Political Structure: The political system is presidential, bicameral, and federal (32 states). The president is elected every six years; Mr Fox took office in December 2000. Under the transition to democratic pluralism, the centre of political power has shifted away from the executive towards the legislature and local governments. Currently, a ban on re-election and the party hierarchies’ control of the 200-strong list of deputies (40% of the lower house) elected by proportional representation perpetuate the influence of party bosses. Electoral reforms that would, among other things, remove the ban on re-election, have been proposed, but are stuck in an opposition-dominated Congress.

Policy issues: Trade diversification has reduced Mexico’s susceptibility to oil-related cycles of boom and bust. Strengthening of the policy environment has reduced external indebtedness and engendered macroeconomic stability. Constraints on growth include dependence on the US export market, high-cost labour and energy inputs, dependence of the public finances on oil revenue, and a shortage of credit. Labour reforms would increase labour market flexibility and reduce high non-wage costs, tax reforms would help reduce the burden of tax collection currently placed on large companies, and allow for higher public spending on human capital, and energy reforms would allow for the rise in private participation needed to maintain a secure electricity supply and reduce costs. However, reforms face political resistance in an opposition-dominated Congress.

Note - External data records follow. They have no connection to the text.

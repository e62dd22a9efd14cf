//! Marketplace endpoints.

use api_types::product::{ProductNew, ProductView, PurchaseNew, PurchaseView};
use axum::{
    Extension, Json,
    extract::{Path, State},
    http::StatusCode,
};
use axum_extra::TypedHeader;
use engine::{CreateProductCmd, PurchaseCmd, User};
use uuid::Uuid;

use crate::{
    ServerError,
    server::{IdempotencyKey, ServerState},
    transfers::created_or_replayed,
    views,
};

pub async fn create(
    Extension(user): Extension<User>,
    State(state): State<ServerState>,
    Json(payload): Json<ProductNew>,
) -> Result<(StatusCode, Json<ProductView>), ServerError> {
    let mut cmd = CreateProductCmd::new(user.id, payload.name, payload.price).stock(payload.stock);
    if let Some(description) = payload.description {
        cmd = cmd.description(description);
    }
    if payload.is_unlimited {
        cmd = cmd.unlimited();
    }
    let product = state.engine.create_product(cmd).await?;
    Ok((StatusCode::CREATED, Json(views::product_view(product))))
}

pub async fn get(
    State(state): State<ServerState>,
    Path(product_id): Path<Uuid>,
) -> Result<Json<ProductView>, ServerError> {
    let product = state.engine.product(product_id).await?;
    Ok(Json(views::product_view(product)))
}

pub async fn deactivate(
    Extension(user): Extension<User>,
    State(state): State<ServerState>,
    Path(product_id): Path<Uuid>,
) -> Result<Json<ProductView>, ServerError> {
    let product = state.engine.deactivate_product(product_id, user.id).await?;
    Ok(Json(views::product_view(product)))
}

pub async fn purchase(
    Extension(user): Extension<User>,
    State(state): State<ServerState>,
    Path(product_id): Path<Uuid>,
    key: Option<TypedHeader<IdempotencyKey>>,
    Json(payload): Json<PurchaseNew>,
) -> Result<(StatusCode, Json<PurchaseView>), ServerError> {
    let cmd = PurchaseCmd::new(
        user.id,
        product_id,
        payload.quantity,
        IdempotencyKey::or_missing(key),
    );
    let purchase = state.engine.purchase(cmd).await?;
    Ok((
        created_or_replayed(purchase.receipt.replayed),
        Json(views::purchase_view(purchase)),
    ))
}
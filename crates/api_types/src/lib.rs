use chrono::{DateTime, Utc};
use serde::{Deserialize, Serialize};
use uuid::Uuid;

/// Error body returned by every failing endpoint.
#[derive(Debug, Serialize, Deserialize)]
pub struct ErrorBody {
    /// Stable machine code, e.g. `INSUFFICIENT_BALANCE`.
    pub code: String,
    pub error: String,
}

/// Offset pagination for listings, one-based.
#[derive(Debug, Default, Serialize, Deserialize)]
pub struct PageQuery {
    pub page: Option<u64>,
    pub per_page: Option<u64>,
}

pub mod user {
    use super::*;

    #[derive(Clone, Copy, Debug, PartialEq, Eq, Serialize, Deserialize)]
    #[serde(rename_all = "snake_case")]
    pub enum Role {
        Admin,
        Lecturer,
        Student,
    }

    #[derive(Debug, Serialize, Deserialize)]
    pub struct UserNew {
        pub username: String,
        pub full_name: String,
        pub role: Role,
    }

    #[derive(Debug, Serialize, Deserialize)]
    pub struct UserView {
        pub id: Uuid,
        pub username: String,
        pub full_name: String,
        pub role: Role,
        pub created_at: DateTime<Utc>,
    }
}

pub mod wallet {
    use super::*;

    #[derive(Debug, Serialize, Deserialize)]
    pub struct WalletView {
        pub id: Uuid,
        pub user_id: Uuid,
        pub balance: i64,
        pub locked_balance: i64,
        pub lifetime_earned: i64,
        pub lifetime_spent: i64,
        pub is_frozen: bool,
        pub frozen_reason: Option<String>,
        pub frozen_at: Option<DateTime<Utc>>,
    }

    /// Side of a movement from one wallet's point of view.
    #[derive(Clone, Copy, Debug, PartialEq, Eq, Serialize, Deserialize)]
    #[serde(rename_all = "UPPERCASE")]
    pub enum Direction {
        Credit,
        Debit,
    }

    #[derive(Debug, Serialize, Deserialize)]
    pub struct LedgerEntryView {
        pub id: Uuid,
        pub transaction_id: Option<Uuid>,
        pub entry_type: Direction,
        pub amount: i64,
        pub balance_before: i64,
        pub balance_after: i64,
        pub description: Option<String>,
        /// One of `transfer`, `qr_payment`, `mission_log`, `order`, `adjustment`.
        pub reference_type: String,
        pub reference_id: Uuid,
        pub created_at: DateTime<Utc>,
    }

    #[derive(Debug, Serialize, Deserialize)]
    pub struct LedgerResponse {
        pub entries: Vec<LedgerEntryView>,
    }

    #[derive(Debug, Serialize, Deserialize)]
    pub struct FreezeWallet {
        pub reason: String,
    }
}

pub mod transaction {
    use super::*;
    use crate::wallet::{Direction, LedgerEntryView};

    #[derive(Debug, Serialize, Deserialize)]
    pub struct TransactionView {
        pub id: Uuid,
        pub code: String,
        /// e.g. `TRANSFER`, `QR_PAYMENT`, `MISSION_REWARD`, `PURCHASE`, `ADJUSTMENT`.
        pub transaction_type: String,
        pub status: String,
        pub amount: i64,
        pub description: Option<String>,
        pub created_at: DateTime<Utc>,
    }

    #[derive(Debug, Serialize, Deserialize)]
    pub struct WalletTransactionView {
        #[serde(flatten)]
        pub transaction: TransactionView,
        pub direction: Direction,
    }

    #[derive(Debug, Serialize, Deserialize)]
    pub struct TransactionListResponse {
        pub transactions: Vec<WalletTransactionView>,
    }

    /// Result of a money-moving request.
    ///
    /// `replayed` is true when the idempotency key matched an earlier request.
    #[derive(Debug, Serialize, Deserialize)]
    pub struct ReceiptView {
        pub transaction: TransactionView,
        pub entries: Vec<LedgerEntryView>,
        pub replayed: bool,
    }

    /// Body of `POST /transfers`. The idempotency key travels in the
    /// `idempotency-key` header.
    #[derive(Debug, Serialize, Deserialize)]
    pub struct TransferNew {
        pub to_user_id: Uuid,
        pub amount: i64,
        pub description: Option<String>,
    }

    #[derive(Debug, Serialize, Deserialize)]
    pub struct AdjustmentNew {
        pub user_id: Uuid,
        /// Signed: negative amounts debit the wallet.
        pub amount: i64,
        pub reason: String,
    }
}

pub mod qr {
    use super::*;

    #[derive(Debug, Serialize, Deserialize)]
    pub struct QrNew {
        pub amount: i64,
        pub description: Option<String>,
        /// Turns the code into a checkout code for one of the creator's products.
        pub product_id: Option<Uuid>,
    }

    #[derive(Debug, Serialize, Deserialize)]
    pub struct QrView {
        pub id: Uuid,
        pub code: String,
        pub qr_type: String,
        pub creator_id: Uuid,
        pub amount: i64,
        pub description: Option<String>,
        pub signature: String,
        pub status: String,
        pub used_by: Option<Uuid>,
        pub used_at: Option<DateTime<Utc>>,
        pub product_id: Option<Uuid>,
        pub transaction_id: Option<Uuid>,
        pub expires_at: DateTime<Utc>,
        pub created_at: DateTime<Utc>,
    }

    #[derive(Debug, Serialize, Deserialize)]
    pub struct QrPay {
        pub code: String,
    }
}

pub mod mission {
    use super::*;
    use crate::transaction::ReceiptView;

    #[derive(Debug, Serialize, Deserialize)]
    pub struct MissionNew {
        pub title: String,
        pub description: Option<String>,
        pub reward_points: i64,
        pub max_participants: Option<i32>,
        #[serde(default)]
        pub is_repeatable: bool,
    }

    #[derive(Debug, Serialize, Deserialize)]
    pub struct MissionView {
        pub id: Uuid,
        pub creator_id: Uuid,
        pub title: String,
        pub description: Option<String>,
        pub reward_points: i64,
        pub max_participants: Option<i32>,
        pub current_participants: i32,
        pub is_active: bool,
        pub is_repeatable: bool,
    }

    #[derive(Debug, Serialize, Deserialize)]
    pub struct MissionLogView {
        pub id: Uuid,
        pub mission_id: Uuid,
        pub user_id: Uuid,
        pub status: String,
        pub score: Option<f64>,
        pub answers: Option<serde_json::Value>,
        pub reward_claimed: bool,
        pub reward_points: Option<i64>,
        pub started_at: DateTime<Utc>,
        pub submitted_at: Option<DateTime<Utc>>,
        pub graded_at: Option<DateTime<Utc>>,
        pub notes: Option<String>,
    }

    #[derive(Debug, Default, Serialize, Deserialize)]
    pub struct MissionSubmit {
        pub answers: Option<serde_json::Value>,
    }

    #[derive(Debug, Serialize, Deserialize)]
    pub struct MissionGrade {
        pub approved: bool,
        pub score: Option<f64>,
        pub notes: Option<String>,
    }

    #[derive(Debug, Serialize, Deserialize)]
    pub struct GradeView {
        pub log: MissionLogView,
        pub receipt: Option<ReceiptView>,
        pub replayed: bool,
    }
}

pub mod product {
    use super::*;
    use crate::transaction::ReceiptView;

    #[derive(Debug, Serialize, Deserialize)]
    pub struct ProductNew {
        pub name: String,
        pub description: Option<String>,
        pub price: i64,
        #[serde(default)]
        pub stock: i64,
        #[serde(default)]
        pub is_unlimited: bool,
    }

    #[derive(Debug, Serialize, Deserialize)]
    pub struct ProductView {
        pub id: Uuid,
        pub seller_id: Uuid,
        pub name: String,
        pub description: Option<String>,
        pub price: i64,
        pub stock: i64,
        pub is_unlimited: bool,
        pub sold_count: i64,
        pub is_active: bool,
    }

    #[derive(Debug, Serialize, Deserialize)]
    pub struct PurchaseNew {
        pub quantity: i64,
    }

    #[derive(Debug, Serialize, Deserialize)]
    pub struct OrderView {
        pub id: Uuid,
        pub code: String,
        pub buyer_id: Uuid,
        pub seller_id: Uuid,
        pub product_id: Uuid,
        pub quantity: i64,
        pub unit_price: i64,
        pub total_price: i64,
        pub status: String,
        pub created_at: DateTime<Utc>,
    }

    #[derive(Debug, Serialize, Deserialize)]
    pub struct PurchaseView {
        pub order: OrderView,
        pub receipt: ReceiptView,
    }
}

Taxation: The corporate tax rate was reduced from 33% to 30% in 2005, and is set to fall to 28% by 2007. The top personal income tax rate will also fall to 28% by 2007. Tax on royalties is between 15% and 34%. Depreciation allowances range from 5% to 25%, but can be up to 50% on pollution-control equipment. Tax on assets is 1.8% and is deductible from income tax. The value-added tax (VAT) rate is 15%; food products and medicines are exempt from VAT.

Foreign trade: Import duties range from zero to 35%, with the trade-weighted average tariff around 2.9%. VAT is levied at 15% on all imports except those to the border region, where a 10% rate applies. In 2004 exports totalled US$188bn and imports US$197bn, producing a trade deficit of US$8.8bn. The current-account deficit was US$7.3bn, around 1.1% of GDP.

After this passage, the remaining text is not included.